On Monday I am scheduled to make a presentation on the subject of “fake news” to our local Cardozo Society chapter. The society is an affinity group of Jewish lawyers. I am a member of the group. Unlike the past president of the Hair Club for Men (now Hair Club), I can’t say I’m both an owner and a client, but that’s the idea. It will make me nervous to speak to a group whose membership includes me and bright attorneys whom I respect. In the matter of fake news, however, I plan to present two case studies that take advantage of my own experience writing for Power Line — Rathergate and the smearing of Cleta Mitchell. I should be able to do that.

I was asked to participate in Monday’s program to serve as a counterpart or counterpoint to the featured speaker, Victoria Saker Woeste. Ms. Woeste is a fellow of the American Bar Foundation in Chicago. She offers a perspective that is represented by her Washington Post column “The anti-Semitic origins of the war on ‘fake news.'” Her book Henry Ford and the Legal Battle Against Hate Speech pursues the subject at length. I will be speaking as an advocate of the war on fake news as formulated by President Trump.

Ms. Woeste takes up The Protocols of the Elders of Zion, perhaps the most effective fraud/forgery of all time. It has an incredible destructive force that continues to this day, mostly in the Muslim world. I first got a glimpse of the effects of The Protocols in the opening chapter of Konrad Heiden’s 1944 biography of Hitler, Der Fuehrer.

The prominent historian Walter Laqueur died this past Sunday at the age of 97. What a loss. I learned so much from his books over the years. In my case, I would point to his collection of documents in the Arab-Israeli conflict, his history of Zionism, his cultural history of Weimar, his reflections on the fall of the Soviet Union and his history of the dissemination of the truth regarding the Holocaust (The Terrible Secret). Fred Siegel published his own list here yesterday. But I digress.

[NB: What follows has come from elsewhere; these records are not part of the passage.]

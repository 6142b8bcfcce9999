//! fleetrun - command-line front end for fleet bring-up and remote execution.
//!
//! Configuration comes from the environment (`VM_*`, `BRIDGE_TIMEOUT`,
//! `FLEETRUN_*`); see `fleetrun_common::config`.

#![forbid(unsafe_code)]

mod commands;

use anyhow::{Context, Result};
use clap::{Parser, Subcommand};
use fleetrun_common::{FleetConfig, LogConfig, init_logging};
use std::process::ExitCode;

#[derive(Parser, Debug)]
#[command(name = "fleetrun")]
#[command(author, version, about = "Drive a host agent across a test fleet over ssh")]
struct Cli {
    /// Enable debug logging
    #[arg(short, long, global = true)]
    verbose: bool,

    #[command(subcommand)]
    command: Commands,
}

#[derive(Subcommand, Debug)]
enum Commands {
    /// Show host roles and addresses
    Topology {
        /// Output as JSON
        #[arg(long)]
        json: bool,
    },

    /// Probe every host for network, shell and agent readiness
    Status {
        /// Output as JSON
        #[arg(long)]
        json: bool,

        /// Leave storage nodes out
        #[arg(long)]
        exclude_storage: bool,
    },

    /// Fail unless every host is reachable with the agent installed
    Verify {
        /// Leave storage nodes out
        #[arg(long)]
        exclude_storage: bool,
    },

    /// Wait until every host answers ping and ssh
    Wait {
        /// Overall deadline per host
        #[arg(long, default_value = "180")]
        timeout_secs: u64,

        /// Delay between polls
        #[arg(long, default_value = "2")]
        interval_secs: u64,

        /// Leave storage nodes out
        #[arg(long)]
        exclude_storage: bool,
    },

    /// Run a command on one host, directly or through the relay
    Exec {
        /// Host to run on directly: an address or a name like `worker1`
        #[arg(long, conflicts_with = "relay_to")]
        host: Option<String>,

        /// Run on this host through the relay
        #[arg(long)]
        relay_to: Option<String>,

        /// Timeout in milliseconds; defaults to BRIDGE_TIMEOUT
        #[arg(long)]
        timeout_ms: Option<u64>,

        /// Command to run. A single argument is sent as a shell line as-is;
        /// several arguments are quoted one by one and joined.
        #[arg(last = true, required = true, num_args = 1..)]
        command: Vec<String>,
    },
}

#[tokio::main]
async fn main() -> Result<ExitCode> {
    let cli = Cli::parse();

    let log_config = LogConfig::from_env()
        .context("Failed to read logging configuration")?
        .verbose(cli.verbose);
    let _guards = init_logging(&log_config).context("Failed to initialize logging")?;

    let config = FleetConfig::from_env().context("Failed to load fleet configuration")?;

    match cli.command {
        Commands::Topology { json } => commands::topology(&config, json),
        Commands::Status {
            json,
            exclude_storage,
        } => commands::status(&config, json, !exclude_storage).await,
        Commands::Verify { exclude_storage } => {
            commands::verify(&config, !exclude_storage).await
        }
        Commands::Wait {
            timeout_secs,
            interval_secs,
            exclude_storage,
        } => commands::wait(&config, timeout_secs, interval_secs, !exclude_storage).await,
        Commands::Exec {
            host,
            relay_to,
            timeout_ms,
            command,
        } => {
            let target = match (host, relay_to) {
                (_, Some(target)) => commands::ExecTarget::Relayed(target),
                (Some(host), None) => commands::ExecTarget::Direct(host),
                (None, None) => commands::ExecTarget::Relay,
            };
            commands::exec(&config, target, timeout_ms, &commands::command_line(&command)).await
        }
    }
}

Coincidentally, Laqueur recently wrote about the Protocols in “The many lives of The Protocols of the Elders of Zion.'” Here one can see just about all of Laqueur’s virtues as a historian vividly on display. I commend it to your attention.

The Protocols are generally regarded as the the work of the Okhrana, the czarist political police. The smearing of Cleta Mitchell is a sidebar to the Russia hoax in which we have been mired over the past two years. It is a hoax in which the hand of Russian intelligence can clearly be seen. There is a fearful symmetry here. When it comes to fake news, the Russians are really good at it.

UPDATE: Victoria Woeste’s column is also accessible on Outline here.